[YOUR GOAL]
Below are lines of data; count those that contain "AssessmentType" and give the total alone.

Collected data
- - -

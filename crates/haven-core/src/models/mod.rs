pub mod activity;
pub mod assessment;
pub mod badge;
pub mod profile;
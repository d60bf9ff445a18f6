//! haven-auth
//!
//! Bearer-token verification. Tokens are issued by the identity provider in
//! front of the app; this crate only checks them and extracts the subject.

pub mod error;
pub mod jwt;
use axum::extract::rejection::JsonRejection;
use axum::extract::{Path, State};
use axum::{Extension, Json};
use serde::Deserialize;
use uuid::Uuid;

use haven_core::models::assessment::{AssessmentResult, AssessmentType};

use crate::error::ApiError;
use crate::middleware::auth::AuthUser;
use crate::services::assessments::{self, Submission};
use crate::state::AppState;

#[derive(Deserialize)]
pub struct SubmitBody {
    /// One entry per question; `-1` marks an unanswered question.
    responses: Vec<i64>,
}

pub async fn submit_assessment(
    State(state): State<AppState>,
    Extension(user): Extension<AuthUser>,
    Path(kind): Path<String>,
    payload: Result<Json<SubmitBody>, JsonRejection>,
) -> Result<Json<Submission>, ApiError> {
    let kind: AssessmentType = kind
        .parse()
        .map_err(|_| ApiError::NotFound(format!("instrument not found: {kind}")))?;
    let Json(body) = payload?;

    let submission = assessments::submit(&state, &user.sub, kind, &body.responses).await?;
    Ok(Json(submission))
}

pub async fn list_results(
    State(state): State<AppState>,
    Extension(user): Extension<AuthUser>,
) -> Result<Json<Vec<AssessmentResult>>, ApiError> {
    Ok(Json(state.store.list_assessment_results(&user.sub).await?))
}

pub async fn get_result(
    State(state): State<AppState>,
    Extension(user): Extension<AuthUser>,
    Path(id): Path<Uuid>,
) -> Result<Json<AssessmentResult>, ApiError> {
    state
        .store
        .get_assessment_result(&user.sub, id)
        .await?
        .map(Json)
        .ok_or_else(|| ApiError::NotFound(format!("assessment result not found: {id}")))
}
use thiserror::Error;

#[derive(Debug, Error)]
pub enum AuthError {
    #[error("token expired")]
    TokenExpired,

    #[error("invalid token: {0}")]
    InvalidToken(String),

    #[error("invalid verification key: {0}")]
    InvalidKey(String),

    #[error("JWT error: {0}")]
    Jwt(jsonwebtoken::errors::Error),
}

impl From<jsonwebtoken::errors::Error> for AuthError {
    fn from(e: jsonwebtoken::errors::Error) -> Self {
        match e.kind() {
            jsonwebtoken::errors::ErrorKind::ExpiredSignature => Self::TokenExpired,
            _ => Self::Jwt(e),
        }
    }
}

- - -

[FINAL ANSWER]
2